* [About this task] Nothing belongs in the answer except the lines of the material that include "roots".

* [Dataset excerpts]
++++
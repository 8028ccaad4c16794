//! Connection and frame metadata arrives from untrusted peers as CBOR.

#![no_main]

use libfuzzer_sys::fuzz_target;
use zipline_proto::Metadata;

fuzz_target!(|data: &[u8]| {
    if let Ok(metadata) = Metadata::decode(data) {
        let bytes = metadata.encode().expect("decoded metadata re-encodes");
        assert_eq!(Metadata::decode(&bytes).expect("round trip"), metadata);
        let _ = metadata.target();
    }
});
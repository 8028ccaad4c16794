//! Zipline core: connections, registry, and routing
//!
//! Everything between the frame codec and the server or client control loops
//! lives here. Nothing in this crate spawns long-lived tasks or owns a
//! listener; the server and client crates drive these pieces.
//!
//! # Architecture
//!
//! A [`transport::Transport`] yields multiplexed connections. Each zipline
//! peer uses one bidirectional stream per connection, wrapped in a
//! [`frame_conn::FrameConn`] that reads and writes whole frames and folds
//! every way a connection can end into one closed-error with a recorded
//! cause.
//!
//! Registered peers become [`connection::Connection`]s and are tracked by two
//! shared services with internal locking:
//!
//! - the [`connector::Connector`] knows which connections exist
//! - the [`router::Router`] knows who subscribes to which tag
//!
//! Time and randomness come from an [`env::Environment`] so the simulation
//! harness can substitute a seeded one.
//!
//! # Components
//!
//! - [`auth`]: Credentials, authenticators, metadata builders
//! - [`connection`]: Registered connection and its handshake identity
//! - [`connector`]: Connection registry
//! - [`mod@env`]: Environment abstraction (time, RNG)
//! - [`error`]: Closed, registry, routing, and auth errors
//! - [`frame_conn`]: Frame channel with close semantics
//! - [`router`]: Tag router and load-balance selection
//! - [`transport`]: Transport abstraction (in-memory and QUIC)

#![forbid(unsafe_code)]
#![warn(missing_docs)]

pub mod auth;
pub mod connection;
pub mod connector;
pub mod env;
pub mod error;
pub mod frame_conn;
pub mod router;
pub mod transport;

pub use connection::{Connection, ConnectionInfo, Peer};
pub use connector::Connector;
pub use env::{Environment, SystemEnv};
pub use error::{AuthError, CloseCode, ConnClosed, ConnectionError, RegistryError, RouteError};
pub use frame_conn::{ConnContext, FrameConn, FrameConnConfig};
pub use router::{Registration, Router, RouterMode};
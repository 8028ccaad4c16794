//! QUIC transport backed by Quinn.
//!
//! The server endpoint presents a certificate chain; the client endpoint
//! trusts an explicit set of roots (usually the server's self-signed
//! certificate in development).
//!
//! Closing the listener only refuses new connections. Accepted connections
//! keep running until closed individually; [`QuicTransport::drain`] then
//! waits for them to finish before releasing the endpoint.

use std::{
    io,
    net::{Ipv4Addr, SocketAddr},
    sync::Arc,
    time::Duration,
};

use async_trait::async_trait;
use quinn::{ConnectionError, Endpoint, VarInt};
use tokio::sync::watch;
use rustls::pki_types::{CertificateDer, PrivateKeyDer};

use super::{Transport, TransportConnection};

/// QUIC endpoint acting as listener, dialer, or both.
pub struct QuicTransport {
    endpoint: Endpoint,
    server_name: String,
    closed: watch::Sender<Option<String>>,
}

impl QuicTransport {
    /// Bind a server endpoint on `addr` presenting `certs`.
    ///
    /// `idle_timeout` bounds how long a silent connection stays open at the
    /// transport layer.
    pub fn server(
        addr: SocketAddr,
        certs: Vec<CertificateDer<'static>>,
        key: PrivateKeyDer<'static>,
        idle_timeout: Option<Duration>,
    ) -> io::Result<Self> {
        let mut config = quinn::ServerConfig::with_single_cert(certs, key)
            .map_err(|e| io::Error::new(io::ErrorKind::InvalidInput, e))?;

        let mut transport = quinn::TransportConfig::default();
        if let Some(timeout) = idle_timeout {
            let timeout = quinn::IdleTimeout::try_from(timeout)
                .map_err(|e| io::Error::new(io::ErrorKind::InvalidInput, e))?;
            transport.max_idle_timeout(Some(timeout));
        }
        config.transport_config(Arc::new(transport));

        let endpoint = Endpoint::server(config, addr)?;
        Ok(Self::with_endpoint(endpoint, String::new()))
    }

    /// Create a client endpoint trusting `roots`, verifying the server
    /// certificate against `server_name`.
    pub fn client(roots: Vec<CertificateDer<'static>>, server_name: &str) -> io::Result<Self> {
        let mut store = rustls::RootCertStore::empty();
        for cert in roots {
            store.add(cert).map_err(|e| io::Error::new(io::ErrorKind::InvalidInput, e))?;
        }
        let config = quinn::ClientConfig::with_root_certificates(Arc::new(store))
            .map_err(|e| io::Error::new(io::ErrorKind::InvalidInput, e))?;

        let mut endpoint = Endpoint::client(SocketAddr::from((Ipv4Addr::UNSPECIFIED, 0)))?;
        endpoint.set_default_client_config(config);
        Ok(Self::with_endpoint(endpoint, server_name.to_string()))
    }

    fn with_endpoint(endpoint: Endpoint, server_name: String) -> Self {
        let (closed, _) = watch::channel(None);
        Self { endpoint, server_name, closed }
    }

    /// Address the endpoint is bound to.
    pub fn local_addr(&self) -> io::Result<SocketAddr> {
        self.endpoint.local_addr()
    }

    /// Wait up to `limit` for every connection to finish, then close the
    /// endpoint.
    pub async fn drain(&self, limit: Duration) {
        if tokio::time::timeout(limit, self.endpoint.wait_idle()).await.is_err() {
            tracing::warn!(connections = self.endpoint.open_connections(), "endpoint drain timed out");
        }
        let reason = self.closed.borrow().clone().unwrap_or_default();
        self.endpoint.close(VarInt::from_u32(0), reason.as_bytes());
    }

    fn closed_error(&self) -> Option<io::Error> {
        self.closed.borrow().clone().map(|reason| io::Error::new(io::ErrorKind::NotConnected, reason))
    }
}

#[async_trait]
impl Transport for QuicTransport {
    type Connection = QuicConnection;

    async fn accept(&self) -> io::Result<QuicConnection> {
        if let Some(err) = self.closed_error() {
            return Err(err);
        }

        let mut closed = self.closed.subscribe();
        let incoming = tokio::select! {
            () = async { let _ = closed.wait_for(Option::is_some).await; } => {
                return Err(self.closed_error().unwrap_or_else(|| io::ErrorKind::NotConnected.into()));
            },
            incoming = self.endpoint.accept() => incoming
                .ok_or_else(|| io::Error::new(io::ErrorKind::NotConnected, "endpoint closed"))?,
        };
        let conn = incoming.await.map_err(io::Error::other)?;
        Ok(QuicConnection { conn })
    }

    async fn connect(&self, remote: &str) -> io::Result<QuicConnection> {
        let addr: SocketAddr =
            remote.parse().map_err(|e| io::Error::new(io::ErrorKind::InvalidInput, e))?;
        let connecting = self.endpoint.connect(addr, &self.server_name).map_err(io::Error::other)?;
        let conn = connecting.await.map_err(io::Error::other)?;
        Ok(QuicConnection { conn })
    }

    fn close(&self, reason: &str) {
        self.endpoint.set_server_config(None);
        self.closed.send_if_modified(|slot| {
            if slot.is_none() {
                *slot = Some(reason.to_string());
                true
            } else {
                false
            }
        });
    }
}

/// An established QUIC connection.
pub struct QuicConnection {
    conn: quinn::Connection,
}

#[async_trait]
impl TransportConnection for QuicConnection {
    type SendStream = quinn::SendStream;
    type RecvStream = quinn::RecvStream;

    async fn open_bi(&self) -> io::Result<(Self::SendStream, Self::RecvStream)> {
        self.conn.open_bi().await.map_err(io::Error::other)
    }

    async fn accept_bi(&self) -> io::Result<Option<(Self::SendStream, Self::RecvStream)>> {
        match self.conn.accept_bi().await {
            Ok(streams) => Ok(Some(streams)),
            Err(ConnectionError::ApplicationClosed(_) | ConnectionError::LocallyClosed) => Ok(None),
            Err(e) => Err(io::Error::other(e)),
        }
    }

    fn close(&self, error_code: u64, reason: &str) {
        let code = VarInt::from_u64(error_code).unwrap_or(VarInt::MAX);
        self.conn.close(code, reason.as_bytes());
    }

    fn close_reason(&self) -> Option<String> {
        self.conn.close_reason().map(|err| match err {
            ConnectionError::ApplicationClosed(close) => {
                String::from_utf8_lossy(&close.reason).into_owned()
            },
            ConnectionError::TimedOut => "idle timeout".to_string(),
            other => other.to_string(),
        })
    }
}
use std::str::FromStr;

use chrono::NaiveDate;
use rust_decimal::Decimal;
use sqlparser::ast::{
    self, AssignmentTarget, BinaryOperator, Expr, FromTable, ObjectNamePart, SetExpr, Statement,
    TableFactor, TableObject, Value, ValueWithSpan,
};
use sqlparser::dialect::PostgreSqlDialect;
use sqlparser::parser::Parser;
use ulid::Ulid;

use crate::engine::SettleOutcome;
use crate::limits::MAX_SQL_LEN;
use crate::model::*;

/// Parsed command from SQL input.
#[derive(Debug, PartialEq)]
pub enum Command {
    InsertBooking {
        id: Ulid,
        room_id: Ulid,
        stay: Stay,
        total_price: Option<Decimal>,
    },
    CancelBooking {
        id: Ulid,
    },
    RescheduleBooking {
        id: Ulid,
        room_id: Option<Ulid>,
        stay: Stay,
    },
    DeleteBooking {
        id: Ulid,
    },
    SelectBookings {
        id: Option<Ulid>,
        filter: BookingFilter,
    },
    InsertPayment {
        id: Ulid,
        amount: Decimal,
        method: PaymentMethod,
        booking_id: Option<Ulid>,
    },
    LinkPayment {
        id: Ulid,
        booking_id: Ulid,
    },
    SettlePayment {
        id: Ulid,
        outcome: SettleOutcome,
        transaction_id: Option<String>,
    },
    RefundPayment {
        id: Ulid,
    },
    DeletePayment {
        id: Ulid,
    },
    SelectPayments {
        id: Option<Ulid>,
        filter: PaymentFilter,
    },
    SelectAvailableRooms {
        query: RoomQuery,
    },
    SelectAvailability {
        room_id: Ulid,
        stay: Stay,
        exclude: Option<Ulid>,
    },
}

pub fn parse_sql(sql: &str) -> Result<Command, SqlError> {
    if sql.len() > MAX_SQL_LEN {
        return Err(SqlError::Unsupported("statement too long".into()));
    }
    let dialect = PostgreSqlDialect {};
    let stmts = Parser::parse_sql(&dialect, sql).map_err(|e| SqlError::Parse(e.to_string()))?;
    let stmt = match stmts.as_slice() {
        [] => return Err(SqlError::Empty),
        [stmt] => stmt,
        _ => return Err(SqlError::Unsupported("multiple statements".into())),
    };

    match stmt {
        Statement::Insert(insert) => parse_insert(insert),
        Statement::Update {
            table,
            assignments,
            selection,
            ..
        } => parse_update(&table.relation, assignments, selection),
        Statement::Delete(delete) => parse_delete(delete),
        Statement::Query(query) => parse_select(query),
        other => Err(SqlError::Unsupported(format!("{other}"))),
    }
}
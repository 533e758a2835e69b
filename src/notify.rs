use dashmap::DashMap;
use tokio::sync::broadcast;
use ulid::Ulid;

use crate::model::Event;

const CHANNEL_CAPACITY: usize = 256;
const FIREHOSE_CAPACITY: usize = 4096;

/// Broadcast hub for committed events.
///
/// Keyed channels carry the events touching one room (or one payment);
/// the firehose carries everything, for the reporting collaborator.
pub struct NotifyHub {
    channels: DashMap<Ulid, broadcast::Sender<Event>>,
    firehose: broadcast::Sender<Event>,
}

impl Default for NotifyHub {
    fn default() -> Self {
        Self::new()
    }
}

impl NotifyHub {
    pub fn new() -> Self {
        Self {
            channels: DashMap::new(),
            firehose: broadcast::channel(FIREHOSE_CAPACITY).0,
        }
    }

    /// Subscribe to one room or payment. Creates the channel if needed.
    pub fn subscribe(&self, key: Ulid) -> broadcast::Receiver<Event> {
        let sender = self
            .channels
            .entry(key)
            .or_insert_with(|| broadcast::channel(CHANNEL_CAPACITY).0);
        sender.subscribe()
    }

    pub fn subscribe_all(&self) -> broadcast::Receiver<Event> {
        self.firehose.subscribe()
    }

    /// Fan a committed event out to every channel it touches. No-op if nobody listens.
    pub fn publish(&self, event: &Event) {
        for room_id in event.rooms() {
            self.send(room_id, event);
        }
        if let Some(payment_id) = event.payment_id() {
            self.send(payment_id, event);
        }
        let _ = self.firehose.send(event.clone());
    }

    fn send(&self, key: Ulid, event: &Event) {
        if let Some(sender) = self.channels.get(&key) {
            let _ = sender.send(event.clone());
        }
    }

    /// Drop channels nobody is subscribed to any more.
    pub fn prune(&self) {
        self.channels.retain(|_, sender| sender.receiver_count() > 0);
    }
}

#[cfg(test)]
mod tests {
    use super::*;
    use crate::model::BookingStatus;

    fn status_event(room_id: Ulid) -> Event {
        Event::BookingStatusChanged {
            id: Ulid::new(),
            room_id,
            status: BookingStatus::Cancelled,
            at: 0,
        }
    }

    #[tokio::test]
    async fn subscribe_and_receive() {
        let hub = NotifyHub::new();
        let room = Ulid::new();
        let mut rx = hub.subscribe(room);

        let event = status_event(room);
        hub.publish(&event);
        assert_eq!(rx.recv().await.unwrap(), event);
    }

    #[tokio::test]
    async fn other_rooms_are_not_delivered() {
        let hub = NotifyHub::new();
        let mut rx = hub.subscribe(Ulid::new());
        hub.publish(&status_event(Ulid::new()));
        assert!(rx.try_recv().is_err());
    }

    #[tokio::test]
    async fn firehose_sees_payment_events() {
        let hub = NotifyHub::new();
        let mut all = hub.subscribe_all();
        let event = Event::PaymentBookingSet { id: Ulid::new(), booking_id: None, at: 0 };
        hub.publish(&event);
        assert_eq!(all.recv().await.unwrap(), event);
    }

    #[tokio::test]
    async fn publish_without_subscribers_is_noop() {
        let hub = NotifyHub::new();
        hub.publish(&status_event(Ulid::new()));
    }

    #[test]
    fn prune_drops_idle_channels() {
        let hub = NotifyHub::new();
        let kept = hub.subscribe(Ulid::new());
        drop(hub.subscribe(Ulid::new()));
        hub.prune();
        assert_eq!(hub.channels.len(), 1);
        drop(kept);
    }
}
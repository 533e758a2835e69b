use std::sync::Arc;
use std::time::Duration;

use tracing::{debug, info, warn};

use crate::engine::{today, Engine};

/// Periodically move confirmed bookings whose stay has ended to `completed`.
pub async fn run_completion_sweeper(engine: Arc<Engine>, every: Duration) {
    let mut interval = tokio::time::interval(every);
    loop {
        interval.tick().await;
        let completed = sweep_once(&engine).await;
        if completed > 0 {
            info!(completed, "completion sweep");
        }
        engine.notify.prune();
    }
}

/// One pass of the completion sweep. Returns how many bookings moved.
pub async fn sweep_once(engine: &Engine) -> usize {
    let mut completed = 0;
    for id in engine.collect_finished_stays(today()).await {
        match engine.complete_booking(id).await {
            Ok(_) => completed += 1,
            // Cancelled or deleted since it was collected.
            Err(e) => debug!("sweeper skip {id}: {e}"),
        }
    }
    completed
}

/// Compact the WAL whenever enough records piled up since the last compaction.
pub async fn run_compactor(engine: Arc<Engine>, threshold: u64, every: Duration) {
    let mut interval = tokio::time::interval(every);
    loop {
        interval.tick().await;
        if engine.wal_appends_since_compact().await >= threshold
            && let Err(e) = engine.compact_wal().await
        {
            warn!("WAL compaction failed: {e}");
        }
    }
}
++++
* [Problem solution]
//! trusts an explicit set of roots (usually the server's self-signed
    /// Create a client endpoint trusting `roots`, verifying the server
    pub fn client(roots: Vec<CertificateDer<'static>>, server_name: &str) -> io::Result<Self> {
        for cert in roots {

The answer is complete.